Aquí trae el primer Evangelio una larga exhortación a la vigilancia, de la que los otros dos sinópticos sólo contienen un breve resumen 258. Se compone casi únicamente de parábolas más o menos desarrolladas, que presentan la lección en forma fácilmente inteligible. La primera de la serie, muy breve 259, no está más que bosquejada.

«Sabed que si el padre de familias conociese a qué hora había de venir el ladrón, velaría sin duda, y no dejaría minar su casa. Por tanto, estad apercibidos también vosotros, porque a la hora que no pensáis ha de venir el Hijo del hombre.»

En Palestina las casas solían estar construidas con ladrillos secados al sol, o de tierra apisonada, o de piedras sueltas. Así que no era dificultoso a los malhechores hacer en los muros aberturas por donde entrar.

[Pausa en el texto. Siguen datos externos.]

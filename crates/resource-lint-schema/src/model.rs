//! Resolved schema metadata shared by the extraction analyzers and checks.

use resource_lint_go::{FileKey, NodeRef, Position};

/// Terraform attribute type, from `Type: pluginsdk.TypeString` and friends.
#[derive(Debug, Clone, Copy, PartialEq, Eq, Default)]
pub enum SchemaType {
    /// `TypeString`
    String,
    /// `TypeInt`
    Int,
    /// `TypeFloat`
    Float,
    /// `TypeBool`
    Bool,
    /// `TypeList`
    List,
    /// `TypeSet`
    Set,
    /// `TypeMap`
    Map,
    /// Missing or not recognised.
    #[default]
    Unknown,
}

impl SchemaType {
    /// Maps the selector name (`TypeString`) to a type.
    #[must_use]
    pub fn from_name(name: &str) -> Self {
        match name {
            "TypeString" => Self::String,
            "TypeInt" => Self::Int,
            "TypeFloat" => Self::Float,
            "TypeBool" => Self::Bool,
            "TypeList" => Self::List,
            "TypeSet" => Self::Set,
            "TypeMap" => Self::Map,
            _ => Self::Unknown,
        }
    }
}

/// Where a flag such as `Optional: true` was written.
#[derive(Debug, Clone, Copy, PartialEq, Eq)]
pub struct FlagSite {
    /// Byte offset of the keyed element.
    pub offset: usize,
    /// Position of the keyed element.
    pub position: Position,
}

/// Element type of a collection attribute.
#[derive(Debug, Clone)]
pub enum SchemaElem {
    /// `Elem: &Resource{Schema: ...}`, a nested block.
    Block(SchemaMap),
    /// `Elem: &Schema{...}`, a primitive element.
    Schema(Box<SchemaInfo>),
    /// An expression that could not be followed.
    Unresolved,
}

/// Attribute metadata read from one `Schema` literal.
#[derive(Debug, Clone, Default)]
pub struct SchemaInfo {
    /// Declared attribute type.
    pub schema_type: SchemaType,
    /// `Required: true`
    pub required: bool,
    /// `Optional: true`
    pub optional: bool,
    /// `Computed: true`
    pub computed: bool,
    /// `ForceNew: true`
    pub force_new: bool,
    /// `ValidateFunc` or `ValidateDiagFunc` set to something other than `nil`.
    pub has_validation: bool,
    /// `MaxItems`, when it is an integer literal.
    pub max_items: Option<u64>,
    /// `AtLeastOneOf` is set.
    pub at_least_one_of: bool,
    /// `Elem`, when present.
    pub elem: Option<SchemaElem>,
    /// Site of `Optional: true`.
    pub optional_at: Option<FlagSite>,
    /// Site of `Computed: true`.
    pub computed_at: Option<FlagSite>,
    /// A `NOTE: O+C` comment sits between `Optional` and `Computed`.
    pub oc_note: bool,
    /// Line of the `Elem` key.
    pub elem_line: Option<usize>,
    /// A comment shares the line of the `Elem` key.
    pub elem_comment: bool,
    /// File declaring the literal.
    pub file: Option<FileKey>,
    /// Start of the literal.
    pub position: Position,
}

impl SchemaInfo {
    /// Computed without being settable by the user.
    #[must_use]
    pub fn is_computed_only(&self) -> bool {
        self.computed && !self.required && !self.optional
    }

    /// Nested block schema, if `Elem` is a resource.
    #[must_use]
    pub fn block(&self) -> Option<&SchemaMap> {
        match &self.elem {
            Some(SchemaElem::Block(map)) => Some(map),
            _ => None,
        }
    }
}

/// One named entry of a schema map.
#[derive(Debug, Clone)]
pub struct SchemaField {
    /// Attribute name (the map key).
    pub name: String,
    /// Resolved attribute metadata.
    pub info: SchemaInfo,
    /// Declaration index within the map, starting at 0.
    pub position: usize,
    /// File declaring the key.
    pub file: FileKey,
    /// Position of the key.
    pub key_position: Position,
}

/// A map key whose value could not be followed.
#[derive(Debug, Clone)]
pub struct UnresolvedKey {
    /// Attribute name (the map key).
    pub name: String,
    /// File declaring the key.
    pub file: FileKey,
    /// Position of the key.
    pub key_position: Position,
}

/// A `map[string]*Schema` literal with its entries in source order.
#[derive(Debug, Clone)]
pub struct SchemaMap {
    /// Handle of the map literal.
    pub id: NodeRef,
    /// Start of the map literal.
    pub position: Position,
    /// Declared under an `Elem`.
    pub nested: bool,
    /// Entries that were resolved.
    pub fields: Vec<SchemaField>,
    /// Entries whose name or value could not be resolved.
    pub unresolved: usize,
    /// Names of the unresolved entries that have a string key.
    pub unresolved_keys: Vec<UnresolvedKey>,
}

impl SchemaMap {
    /// Number of entries in the literal, resolved or not.
    #[must_use]
    pub fn entry_count(&self) -> usize {
        self.fields.len() + self.unresolved
    }

    /// Every entry was resolved.
    #[must_use]
    pub fn is_complete(&self) -> bool {
        self.unresolved == 0
    }

    /// Field named `name`.
    #[must_use]
    pub fn field(&self, name: &str) -> Option<&SchemaField> {
        self.fields.iter().find(|f| f.name == name)
    }

    /// Field names in declaration order.
    pub fn names(&self) -> impl Iterator<Item = &str> {
        self.fields.iter().map(|f| f.name.as_str())
    }

    /// Every string key with its file and position, resolved or not.
    ///
    /// Resolved fields come first, in declaration order.
    pub fn keys(&self) -> impl Iterator<Item = (&str, FileKey, Position)> {
        let resolved = self
            .fields
            .iter()
            .map(|f| (f.name.as_str(), f.file, f.key_position));
        let unresolved = self
            .unresolved_keys
            .iter()
            .map(|k| (k.name.as_str(), k.file, k.key_position));
        resolved.chain(unresolved)
    }

    /// Overlays `overlay` on `base`.
    ///
    /// Overlay fields replace base fields of the same name in place, base
    /// fields without a counterpart are kept, and overlay-only fields are
    /// appended. The result takes its identity from the overlay.
    #[must_use]
    pub fn merge(base: Self, overlay: Self) -> Self {
        let mut remaining: Vec<Option<SchemaField>> = overlay.fields.into_iter().map(Some).collect();
        let mut fields = Vec::with_capacity(base.fields.len() + remaining.len());

        for field in base.fields {
            let replacement = remaining
                .iter_mut()
                .find(|slot| slot.as_ref().is_some_and(|o| o.name == field.name))
                .and_then(Option::take);
            fields.push(replacement.unwrap_or(field));
        }
        fields.extend(remaining.into_iter().flatten());
        for (i, field) in fields.iter_mut().enumerate() {
            field.position = i;
        }

        let mut unresolved_keys = base.unresolved_keys;
        unresolved_keys.extend(overlay.unresolved_keys);

        Self {
            id: overlay.id,
            position: overlay.position,
            nested: overlay.nested,
            fields,
            unresolved: base.unresolved + overlay.unresolved,
            unresolved_keys,
        }
    }
}

#[cfg(test)]
mod tests {
    use super::*;
    use resource_lint_go::GoFile;

    fn field(file: FileKey, name: &str, position: usize, required: bool) -> SchemaField {
        SchemaField {
            name: name.to_owned(),
            info: SchemaInfo {
                required,
                optional: !required,
                ..SchemaInfo::default()
            },
            position,
            file,
            key_position: Position { line: 1, column: 1 },
        }
    }

    fn map(file: &GoFile, names: &[(&str, bool)]) -> SchemaMap {
        SchemaMap {
            id: file.node_ref(file.root()),
            position: Position { line: 1, column: 1 },
            nested: false,
            fields: names
                .iter()
                .enumerate()
                .map(|(i, (n, r))| field(file.key(), n, i, *r))
                .collect(),
            unresolved: 0,
            unresolved_keys: Vec::new(),
        }
    }

    #[test]
    fn type_names_map_to_types() {
        assert_eq!(SchemaType::from_name("TypeString"), SchemaType::String);
        assert_eq!(SchemaType::from_name("TypeList"), SchemaType::List);
        assert_eq!(SchemaType::from_name("TypeInvalid"), SchemaType::Unknown);
    }

    #[test]
    fn merge_replaces_in_place_and_appends() {
        let base_file = GoFile::parse("/w/a.go", "a.go", "package a\n".to_owned()).expect("parse");
        let overlay_file = GoFile::parse("/w/b.go", "b.go", "package a\n\n".to_owned()).expect("parse");
        let base = map(&base_file, &[("name", true), ("sku", false), ("tags", false)]);
        let overlay = map(&overlay_file, &[("sku", true), ("extra", false)]);
        let overlay_id = overlay.id;

        let merged = SchemaMap::merge(base, overlay);
        assert_eq!(merged.names().collect::<Vec<_>>(), vec!["name", "sku", "tags", "extra"]);
        assert!(merged.field("sku").is_some_and(|f| f.info.required));
        assert_eq!(
            merged.fields.iter().map(|f| f.position).collect::<Vec<_>>(),
            vec![0, 1, 2, 3]
        );
        assert_eq!(merged.id, overlay_id);
    }

    #[test]
    fn computed_only_excludes_optional_computed() {
        let info = SchemaInfo {
            optional: true,
            computed: true,
            ..SchemaInfo::default()
        };
        assert!(!info.is_computed_only());
        let info = SchemaInfo {
            computed: true,
            ..SchemaInfo::default()
        };
        assert!(info.is_computed_only());
    }
}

El Salvador exhorta a sus discípulos a hacer en lo espiritual lo que un padre de familia previsor no dejaría de hacer en lo temporal. Una morada o una conciencia bien guardada nada tendrá que temer.
La segunda parábola nos es ya conocida por haberla oído en otro discurso de Jesús 260, pero en diferentes circunstancias y con manifiesta variedad de pormenores.
«¿Quién creéis que es el siervo fiel y prudente, a quien su señor puso sobre su gente para que les dé de comer a tiempo? ¡Bienaventurado el siervo si, cuando viniere su señor, lo hallare obrando así! En verdad os digo que le pondrá sobre todos sus bienes. Mas si el siervo fuera malo y dijere en su corazón: Mi señor tarda en venir; y comenzara a maltratar a sus compañeros y a comer y beber con los borrachos, vendrá el señor de aquel siervo el día que no espera y a la hora que no sabe, y lo separará 261, y le asignará su parte con los hipócritas. Allí será el llorar y el crujir de dientes» 262.
El primero de los dos mayordomos ha sido fiel y prudente durante todo el tiempo de la ausencia de su señor, y así la imprevista llegada de éste no le ha sorprendido. El segundo, por el contrario, se ha portado de manera indigna, y por esto sufrirá un castigo justo y severo. La fórmula «allí será el lloro...» parece significar, así en este pasaje como en todos los otros donde la hemos encontrado ya 263, la condenación eterna y los tormentos del infierno.
En el segundo Evangelio el discurso escatológico acaba con esta recomendación: «Y lo que a vosotros digo, a todos lo digo: ¡Velad!» 264. San Lucas pone en boca del Señor la siguiente peroración 265:

«Mirad por vosotros, que vuestros corazones no se carguen de glotonería y de embriaguez y de los afanes de esta vida, y que no venga de repente sobre vosotros aquel día, porque así como un lazo vendrá sobre todos los que están sobre la haz de toda la tierra. Velad, pues, orando en todo tiempo, para que seáis dignos de evitar todas estas cosas que han de ser, y de estar en pie delante del Hijo del hombre.»

Es grato recoger todas estas perlas preciosas, todas estas divinas enseñanzas que la tradición cristiana conservó piadosa y fielmente.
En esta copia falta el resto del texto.